(Milwaukee, July 18, 2018)—This evening, representatives from Audubon joined local community leaders at a public meeting hosted by the US EPA to discuss the development of the next Great Lakes Restoration Initiative Action Plan, Action Plan 3. Audubon urged the US EPA and its federal partners to prioritize the restoration of wetlands that attracts and sustains breeding marsh bird populations.
“When wetlands lose entire species of birds we know that the ecosystem is seriously out of balance,” said Rebeccah Sanders, Vice President for the Great Lakes and Upper Mississippi Flyway at the National Audubon Society. “Birds that nest in the wetlands of our Great Lakes are disappearing at alarming rates. We know that what is good for birds is good for entire ecosystems. So when you restore wetland habitat, bird populations rebound and you improve water quality, alleviate flooding, and support a myriad of other wildlife species. Prioritizing wetlands restoration that is informed by bird-monitoring data is a sound investment that pays off for the Great Lakes.”

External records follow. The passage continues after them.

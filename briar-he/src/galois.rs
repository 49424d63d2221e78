//! Galois automorphisms `x -> x^g` of the power-of-two cyclotomic ring.
//!
//! In the coefficient basis the automorphism is a signed permutation (the
//! wrap past `x^N` negates); in the evaluation basis it is a pure
//! permutation of the bit-reversed NTT slots. The two canonical elements
//! are `2N - 1` (swap the two SIMD rows) and powers of three (rotate the
//! SIMD columns).

use briar_math::{log2, neg_mod, reverse_bits, Modulus};

use crate::error::{HeError, Result};

/// Constructors for the canonical Galois elements.
pub struct GaloisElement;

impl GaloisElement {
	/// The element swapping the two SIMD rows: `2N - 1`.
	pub fn swapping_rows(degree: usize) -> u64 {
		2 * degree as u64 - 1
	}

	/// The element rotating the SIMD columns by `step`.
	///
	/// A negative step rotates slots toward lower column indices, a
	/// positive one toward higher indices; `|step|` must be smaller than
	/// `N/2`. Variable-time in `step`.
	pub fn rotating_columns(step: i64, degree: usize) -> Result<u64> {
		let columns = (degree / 2) as i64;
		if step == 0 || step <= -columns || step >= columns {
			return Err(HeError::InvalidGaloisElement {
				element: step.unsigned_abs(),
				degree,
			});
		}
		let exponent = if step < 0 {
			(-step) as u64
		} else {
			(columns - step) as u64
		};
		let order = Modulus::new(2 * degree as u64).expect("2N is a valid modulus");
		Ok(order.pow_mod(3, exponent))
	}

	/// The inverse element, satisfying `g * inverse = 1 (mod 2N)`.
	pub fn inverting(element: u64, degree: usize) -> Result<u64> {
		validate(element, degree)?;
		let order = Modulus::new(2 * degree as u64).expect("2N is a valid modulus");
		order
			.inverse_mod(element)
			.map_err(|_| HeError::InvalidGaloisElement { element, degree })
	}
}

fn validate(element: u64, degree: usize) -> Result<()> {
	debug_assert!(degree.is_power_of_two());
	if element % 2 == 0 || element <= 1 || element >= 2 * degree as u64 {
		return Err(HeError::InvalidGaloisElement { element, degree });
	}
	Ok(())
}

/// Applies `x -> x^g` to one residue row in the coefficient basis.
///
/// Input index `i` maps to output index `i*g mod N`, negated when the wrap
/// count `(i*g div N)` is odd.
pub(crate) fn apply_coeff_row(
	input: &[u64],
	output: &mut [u64],
	element: u64,
	modulus: &Modulus,
) {
	let degree = input.len();
	debug_assert!(degree.is_power_of_two() && output.len() == degree);
	let log_degree = log2(degree as u64);
	let mask = degree - 1;
	let q = modulus.value();
	for (i, &value) in input.iter().enumerate() {
		let raw = i * element as usize;
		let index = raw & mask;
		if (raw >> log_degree) & 1 == 1 {
			output[index] = neg_mod(value, q);
		} else {
			output[index] = value;
		}
	}
}

/// Applies `x -> x^g` to one residue row in the bit-reversed evaluation
/// basis. A pure permutation; the negacyclic sign is folded into the basis.
pub(crate) fn apply_eval_row(input: &[u64], output: &mut [u64], element: u64) {
	let degree = input.len();
	debug_assert!(degree.is_power_of_two() && output.len() == degree);
	let log_degree = log2(degree as u64);
	let mask = (degree - 1) as u64;
	for (i, slot) in output.iter_mut().enumerate() {
		let reversed = reverse_bits((i + degree) as u64, log_degree + 1);
		let index = (element.wrapping_mul(reversed) >> 1) & mask;
		*slot = input[reverse_bits(index, log_degree) as usize];
	}
}

/// Validates a Galois element for use on a degree-`degree` ring.
pub fn validate_element(element: u64, degree: usize) -> Result<()> {
	validate(element, degree)
}
//! MulPir parameter synthesis.

use std::sync::Arc;

use briar_he::bfv::{BfvContext, EvaluationKeyConfig};
use briar_math::{ceil_log2, log2, next_power_of_two, varint_size};
use serde::{Deserialize, Serialize};

use crate::error::{PirError, Result};

/// How aggressively the Galois key set is compressed.
///
/// Fewer keys mean a smaller upload; the server substitutes missing
/// elements by applying a kept key repeatedly.
#[derive(Debug, Clone, Copy, PartialEq, Eq, Serialize, Deserialize)]
pub enum KeyCompression {
	/// One key per expansion level.
	NoCompression,
	/// Keys up to the midpoint power, plus one extra element that halves
	/// the substitution chains.
	Hybrid,
	/// Keys up to the midpoint power only.
	Max,
}

/// Caller-chosen PIR configuration.
#[derive(Debug, Clone, PartialEq, Eq, Serialize, Deserialize)]
pub struct IndexPirConfig {
	/// Number of database entries.
	pub entry_count: usize,
	/// Size of each entry in bytes.
	pub entry_size_in_bytes: usize,
	/// Hypercube dimensionality, 1 or 2.
	pub dimension_count: usize,
	/// Largest number of indices served by one query.
	pub batch_size: usize,
	/// Whether to shrink the second dimension when it does not change the
	/// Galois key budget.
	pub uneven_dimensions: bool,
	/// Galois key compression mode.
	pub key_compression: KeyCompression,
	/// Whether entries carry a varint length prefix (variable-length
	/// entries).
	pub encoding_entry_size: bool,
}

/// Derived, publicly shared parameters of a PIR instance.
#[derive(Debug, Clone, PartialEq, Eq, Serialize, Deserialize)]
pub struct IndexPirParameter {
	/// Number of database entries.
	pub entry_count: usize,
	/// Size of each entry in bytes (excluding any length prefix).
	pub entry_size_in_bytes: usize,
	/// Hypercube dimensions; their product covers the per-chunk plaintext
	/// count.
	pub dimensions: Vec<usize>,
	/// Largest number of indices served by one query.
	pub batch_size: usize,
	/// Keys the client must publish.
	pub evaluation_key_config: EvaluationKeyConfig,
	/// Whether entries carry a varint length prefix.
	pub encoding_entry_size: bool,
	/// Fixed width of that prefix in bytes.
	pub entry_size_encoding_width: usize,
}

impl IndexPirParameter {
	/// Entry slot size: the entry plus its optional length prefix.
	pub fn encoded_entry_size(&self) -> usize {
		if self.encoding_entry_size {
			self.entry_size_in_bytes + self.entry_size_encoding_width
		} else {
			self.entry_size_in_bytes
		}
	}

	/// Entries per plaintext (0 when an entry spans several plaintexts).
	pub fn entries_per_plaintext(&self, bytes_per_plaintext: usize) -> usize {
		bytes_per_plaintext / self.encoded_entry_size()
	}

	/// Number of chunks each entry is split into.
	pub fn chunk_count(&self, bytes_per_plaintext: usize) -> usize {
		self.encoded_entry_size().div_ceil(bytes_per_plaintext).max(1)
	}

	/// Plaintexts per chunk.
	pub fn per_chunk_plaintext_count(&self, bytes_per_plaintext: usize) -> usize {
		let entries_per_plaintext = self.entries_per_plaintext(bytes_per_plaintext);
		self.entry_count.div_ceil(entries_per_plaintext.max(1))
	}

	/// Ciphertexts expanded per query: one indicator per coordinate of
	/// every dimension, times the batch size.
	pub fn expanded_query_count(&self) -> usize {
		self.dimensions.iter().sum::<usize>() * self.batch_size
	}
}

/// Synthesizes the public parameters for `config` under `context`.
pub fn generate_parameter(
	config: &IndexPirConfig,
	context: &Arc<BfvContext>,
) -> Result<IndexPirParameter> {
	if config.dimension_count == 0 || config.dimension_count > 2 {
		return Err(PirError::InvalidDimensionCount {
			dimension_count: config.dimension_count,
		});
	}
	if config.entry_count == 0 {
		return Err(PirError::EmptyDatabase);
	}
	if config.entry_size_in_bytes == 0 {
		return Err(PirError::InvalidDatabaseEntrySize {
			actual: 0,
			expected: 1,
		});
	}
	if config.batch_size == 0 {
		return Err(PirError::InvalidBatchSize {
			actual: 0,
			expected: 1,
		});
	}

	let entry_size_encoding_width = varint_size(config.entry_size_in_bytes as u64);
	let encoded_entry_size = if config.encoding_entry_size {
		config.entry_size_in_bytes + entry_size_encoding_width
	} else {
		config.entry_size_in_bytes
	};

	let bytes_per_plaintext = context.bytes_per_plaintext();
	let entries_per_plaintext = bytes_per_plaintext / encoded_entry_size.max(1);
	let plaintext_count = config
		.entry_count
		.div_ceil(entries_per_plaintext.max(1));

	let mut dimensions = initial_dimensions(plaintext_count, config.dimension_count);
	if config.uneven_dimensions && config.dimension_count == 2 {
		flatten_second_dimension(&mut dimensions, plaintext_count, config.batch_size);
	}

	let evaluation_key_config = evaluation_key_config(
		&dimensions,
		config.batch_size,
		context.degree(),
		config.key_compression,
	);

	Ok(IndexPirParameter {
		entry_count: config.entry_count,
		entry_size_in_bytes: config.entry_size_in_bytes,
		dimensions,
		batch_size: config.batch_size,
		evaluation_key_config,
		encoding_entry_size: config.encoding_entry_size,
		entry_size_encoding_width,
	})
}

/// Near-cubic factorization: start at `floor(count^(1/d))` everywhere, then
/// grow one dimension at a time until the product covers `count`.
fn initial_dimensions(plaintext_count: usize, dimension_count: usize) -> Vec<usize> {
	let base = (plaintext_count as f64)
		.powf(1.0 / dimension_count as f64)
		.floor() as usize;
	let mut dimensions = vec![base.max(1); dimension_count];
	let mut position = 0;
	while dimensions.iter().product::<usize>() < plaintext_count {
		dimensions[position] += 1;
		position = (position + 1) % dimension_count;
	}
	dimensions
}

/// Shrinks the second dimension as far as the Galois key budget allows:
/// `next_power_of_two(sum * batch)` must not change, since the expansion
/// depth (and so the key set) is derived from it.
fn flatten_second_dimension(dimensions: &mut Vec<usize>, plaintext_count: usize, batch_size: usize) {
	let budget =
		next_power_of_two((dimensions.iter().sum::<usize>() * batch_size) as u64);
	for second in 1..dimensions[1] {
		let first = plaintext_count.div_ceil(second);
		if next_power_of_two(((first + second) * batch_size) as u64) == budget {
			*dimensions = vec![first, second];
			return;
		}
	}
}

/// The Galois elements `(1 << k) + 1` the expansion needs, pruned by the
/// compression mode, plus the relinearization key.
fn evaluation_key_config(
	dimensions: &[usize],
	batch_size: usize,
	degree: usize,
	compression: KeyCompression,
) -> EvaluationKeyConfig {
	let log_degree = log2(degree as u64);
	let expanded = dimensions.iter().sum::<usize>() * batch_size;
	let max_expansion_depth = ceil_log2(expanded.min(degree) as u64).max(1);
	let smallest_power = log_degree - max_expansion_depth + 1;
	let largest_power = match compression {
		KeyCompression::NoCompression => log_degree,
		KeyCompression::Hybrid | KeyCompression::Max => {
			smallest_power.max((log_degree + 1).div_ceil(2))
		},
	};
	let mut elements: Vec<u64> = (smallest_power..=largest_power)
		.map(|power| (1u64 << power) + 1)
		.collect();
	if compression == KeyCompression::Hybrid && largest_power < log_degree {
		let extra_power = (largest_power + log_degree + 1) / 2;
		if extra_power > largest_power {
			elements.push((1u64 << extra_power) + 1);
		}
	}
	EvaluationKeyConfig::new(elements, true)
}

#[cfg(test)]
mod tests {
	use briar_he::bfv::BfvParameters;

	use super::*;

	fn context() -> Arc<BfvContext> {
		BfvContext::new(BfvParameters::insecure_testing(32, 17, 3).unwrap()).unwrap()
	}

	fn config(entry_count: usize, entry_size: usize, dimensions: usize) -> IndexPirConfig {
		IndexPirConfig {
			entry_count,
			entry_size_in_bytes: entry_size,
			dimension_count: dimensions,
			batch_size: 2,
			uneven_dimensions: false,
			key_compression: KeyCompression::NoCompression,
			encoding_entry_size: false,
		}
	}

	#[test]
	fn dimensions_cover_the_plaintext_count() {
		// 32 coefficients at 4 bits = 16 bytes per plaintext; 100 one-byte
		// entries need 7 plaintexts.
		let context = context();
		assert_eq!(context.bytes_per_plaintext(), 16);
		let parameter = generate_parameter(&config(100, 1, 2), &context).unwrap();
		assert_eq!(parameter.per_chunk_plaintext_count(16), 7);
		assert_eq!(parameter.dimensions.len(), 2);
		assert!(parameter.dimensions.iter().product::<usize>() >= 7);
		let parameter_1d = generate_parameter(&config(100, 1, 1), &context).unwrap();
		assert_eq!(parameter_1d.dimensions, vec![7]);
	}

	#[test]
	fn uneven_dimensions_shrink_the_second() {
		let context = context();
		let mut uneven = config(100, 1, 2);
		uneven.uneven_dimensions = true;
		let parameter = generate_parameter(&uneven, &context).unwrap();
		let even = generate_parameter(&config(100, 1, 2), &context).unwrap();
		assert!(parameter.dimensions[1] <= even.dimensions[1]);
		assert!(parameter.dimensions.iter().product::<usize>() >= 7);
		// The Galois budget must be unchanged.
		let budget = |dimensions: &[usize]| {
			next_power_of_two((dimensions.iter().sum::<usize>() * 2) as u64)
		};
		assert_eq!(budget(&parameter.dimensions), budget(&even.dimensions));
	}

	#[test]
	fn expansion_elements_track_the_depth() {
		let context = context();
		let parameter = generate_parameter(&config(100, 1, 2), &context).unwrap();
		// dims sum * batch = (3 + 3) * 2 = 12 -> depth 4; N = 32 -> powers
		// {2, 3, 4, 5}.
		assert_eq!(parameter.dimensions, vec![3, 3]);
		assert_eq!(parameter.expanded_query_count(), 12);
		assert_eq!(
			parameter.evaluation_key_config.galois_elements,
			vec![5, 9, 17, 33]
		);
		assert!(parameter.evaluation_key_config.has_relinearization_key);
	}

	#[test]
	fn compressed_keys_drop_high_powers() {
		let context = context();
		let mut hybrid = config(100, 1, 2);
		hybrid.key_compression = KeyCompression::Hybrid;
		let parameter = generate_parameter(&hybrid, &context).unwrap();
		// Midpoint power is 3; hybrid adds the extra power (3+5+1)/2 = 4.
		assert_eq!(
			parameter.evaluation_key_config.galois_elements,
			vec![5, 9, 17]
		);

		let mut max = config(100, 1, 2);
		max.key_compression = KeyCompression::Max;
		let parameter = generate_parameter(&max, &context).unwrap();
		assert_eq!(parameter.evaluation_key_config.galois_elements, vec![5, 9]);
	}

	#[test]
	fn varint_prefix_width_is_recorded() {
		let context = context();
		let mut with_prefix = config(10, 3, 1);
		with_prefix.encoding_entry_size = true;
		let parameter = generate_parameter(&with_prefix, &context).unwrap();
		assert_eq!(parameter.entry_size_encoding_width, 1);
		assert_eq!(parameter.encoded_entry_size(), 4);
	}

	#[test]
	fn rejects_degenerate_configs() {
		let context = context();
		assert!(matches!(
			generate_parameter(&config(0, 1, 1), &context),
			Err(PirError::EmptyDatabase)
		));
		assert!(matches!(
			generate_parameter(&config(10, 1, 3), &context),
			Err(PirError::InvalidDimensionCount { dimension_count: 3 })
		));
	}
}
use briar_he::bfv::{BfvContext, Ciphertext, Plaintext, SecretKey};
use briar_he::{Coeff, PolyFormat};
use briar_math::{next_power_of_two, previous_multiple, read_varint, write_varint, Array2d};
use rand::{CryptoRng, RngCore};
use serde::{Deserialize, Serialize};

use crate::error::{PnnsError, Result};

/// Row and column counts of a data matrix.
#[derive(Debug, Clone, Copy, PartialEq, Eq, Serialize, Deserialize)]
pub struct MatrixDimensions {
	/// Number of rows.
	pub row_count: usize,
	/// Number of columns.
	pub column_count: usize,
}

impl MatrixDimensions {
	/// Validated dimensions; both counts must be positive.
	pub fn new(row_count: usize, column_count: usize) -> Result<Self> {
		if row_count == 0 || column_count == 0 {
			return Err(PnnsError::InvalidMatrixDimensions {
				row_count,
				column_count,
			});
		}
		Ok(Self {
			row_count,
			column_count,
		})
	}

	/// Total element count.
	pub fn count(&self) -> usize {
		self.row_count * self.column_count
	}
}

/// Baby-step/giant-step split of a vector dimension: `baby_step *
/// giant_step` covers the padded dimension, with `baby_step >= giant_step`.
#[derive(Debug, Clone, Copy, PartialEq, Eq, Serialize, Deserialize)]
pub struct BabyStepGiantStep {
	/// The vector dimension being covered.
	pub vector_dimension: usize,
	/// Rotations materialized up front.
	pub baby_step: usize,
	/// Sequential accumulator rotations.
	pub giant_step: usize,
}

impl BabyStepGiantStep {
	/// Splits `vector_dimension` near its square root.
	pub fn new(vector_dimension: usize) -> Result<Self> {
		let padded = next_power_of_two(vector_dimension as u64) as usize;
		let baby_step = (padded as f64).sqrt().ceil() as usize;
		let giant_step = padded.div_ceil(baby_step);
		Self::with_steps(vector_dimension, baby_step, giant_step)
	}

	/// Explicit steps, normalized so `baby_step >= giant_step`.
	pub fn with_steps(
		vector_dimension: usize,
		baby_step: usize,
		giant_step: usize,
	) -> Result<Self> {
		let (baby_step, giant_step) = if baby_step >= giant_step {
			(baby_step, giant_step)
		} else {
			(giant_step, baby_step)
		};
		let padded = next_power_of_two(vector_dimension as u64) as usize;
		if vector_dimension == 0 || baby_step * giant_step < padded {
			return Err(PnnsError::ValidationError {
				reason: format!(
					"baby step {baby_step} times giant step {giant_step} does not cover {padded}"
				),
			});
		}
		Ok(Self {
			vector_dimension,
			baby_step,
			giant_step,
		})
	}
}

/// How a data matrix maps onto the `2 x (N/2)` SIMD slot grid.
#[derive(Debug, Clone, Copy, PartialEq, Eq, Serialize, Deserialize)]
pub enum MatrixPacking {
	/// Row-major, each data row zero-padded to a power of two, no row
	/// crossing a SIMD-row boundary; the last plaintext repeats its final
	/// row tile.
	DenseRow,
	/// Column-major, whole data columns inside one SIMD row.
	DenseColumn,
	/// Generalized diagonals, pre-rotated for the BSGS product.
	Diagonal(BabyStepGiantStep),
}

/// SIMD geometry shared by the packings.
#[derive(Debug, Clone, Copy, PartialEq, Eq)]
pub struct SimdGeometry {
	/// Always two.
	pub row_count: usize,
	/// Slots per SIMD row: `N/2`.
	pub column_count: usize,
}

impl SimdGeometry {
	pub(crate) fn of(context: &BfvContext) -> Self {
		Self {
			row_count: 2,
			column_count: context.degree() / 2,
		}
	}
}

/// A data matrix packed into SIMD plaintexts.
#[derive(Debug, Clone)]
pub struct PlaintextMatrix {
	context: Arc<BfvContext>,
	dimensions: MatrixDimensions,
	packing: MatrixPacking,
	plaintexts: Vec<Plaintext>,
}

impl PlaintextMatrix {
	/// Packs `values` (shape `dimensions`, entries modulo `t`) under the
	/// given packing.
	pub fn new(
		context: &Arc<BfvContext>,
		dimensions: MatrixDimensions,
		packing: MatrixPacking,
		values: &Array2d<u64>,
	) -> Result<Self> {
		if values.row_count() != dimensions.row_count
			|| values.column_count() != dimensions.column_count
		{
			return Err(PnnsError::WrongEncodingValuesCount {
				actual: values.count(),
				expected: dimensions.count(),
			});
		}
		let geometry = SimdGeometry::of(context);
		let slot_vectors = match packing {
			MatrixPacking::DenseRow => pack_dense_row(&geometry, values)?,
			MatrixPacking::DenseColumn => pack_dense_column(&geometry, values)?,
			MatrixPacking::Diagonal(bsgs) => pack_diagonal(&geometry, values, &bsgs)?,
		};
		let plaintexts = slot_vectors
			.into_iter()
			.map(|slots| Plaintext::encode_simd(context, &slots))
			.collect::<briar_he::Result<Vec<_>>>()?;
		if plaintexts.is_empty() {
			return Err(PnnsError::EmptyPlaintextArray);
		}
		Ok(Self {
			context: Arc::clone(context),
			dimensions,
			packing,
			plaintexts,
		})
	}

	/// The owning context.
	pub fn context(&self) -> &Arc<BfvContext> {
		&self.context
	}

	/// The data dimensions.
	pub fn dimensions(&self) -> MatrixDimensions {
		self.dimensions
	}

	/// The packing.
	pub fn packing(&self) -> MatrixPacking {
		self.packing
	}

	/// The packed plaintexts.
	pub fn plaintexts(&self) -> &[Plaintext] {
		&self.plaintexts
	}

	/// Decodes a dense-row or dense-column matrix back to its values.
	pub fn decode(&self) -> Result<Array2d<u64>> {
		let geometry = SimdGeometry::of(&self.context);
		let slot_vectors = self
			.plaintexts
			.iter()
			.map(Plaintext::decode_simd)
			.collect::<briar_he::Result<Vec<_>>>()?;
		match self.packing {
			MatrixPacking::DenseRow => unpack_dense_row(&geometry, self.dimensions, &slot_vectors),
			MatrixPacking::DenseColumn => {
				unpack_dense_column(&geometry, self.dimensions, &slot_vectors)
			},
			MatrixPacking::Diagonal(_) => Err(PnnsError::WrongMatrixPacking),
		}
	}

	/// Encrypts into a ciphertext matrix.
	pub fn encrypt<R: RngCore + CryptoRng>(
		&self,
		secret_key: &SecretKey,
		rng: &mut R,
	) -> Result<CiphertextMatrix<Coeff>> {
		let ciphertexts = self
			.plaintexts
			.iter()
			.map(|plaintext| secret_key.encrypt(plaintext, rng))
			.collect::<briar_he::Result<Vec<_>>>()?;
		Ok(CiphertextMatrix {
			context: Arc::clone(&self.context),
			dimensions: self.dimensions,
			packing: self.packing,
			ciphertexts,
		})
	}
}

The U.S. EPA is in the process of developing a plan for how it implement the Great Lakes Restoration Initiative (GLRI). Over the last nine years, Congress has invested more than $2.9 billion in more than 4,000 projects as part of the GLRI. Since the program’s inception in 2010, until 2016, the GLRI has allocated more than $331 million for 416 projects in Wisconsin. Marsh restoration efforts, funded by GLRI in the Lower Green Bay, an Area of Concern, is addressing fish and wildlife beneficial use impairments while also establishing native beds of wild rice, a culturally important food source for Native Americans and an emergent plant that helps trap nutrients and absorb water.
“Birds tell us that we should be focusing our efforts on restoring our wetlands,” added Sanders. “Conservation that prioritizes restoring marsh bird habitat, addresses all of the GLRI focus areas.”
The current plan, GLRI Action Plan 2, prioritizes several focal areas for federal Great Lakes restoration investments: toxic hotspots, invasive species, polluted runoff from cities and excess nutrients from farms, fish and wildlife habitat, and future actions that are needed to ensure the program is run efficiently and effectively.
Tonight’s meeting in Milwaukee was one in a series of events scheduled throughout the Great Lakes states. The EPA will be taking public input on how to shape the next plan, known as Great Lakes Action Plan 3, which will guide restoration efforts from 2020-2024. The EPA is expected to release a draft plan in mid-October or November.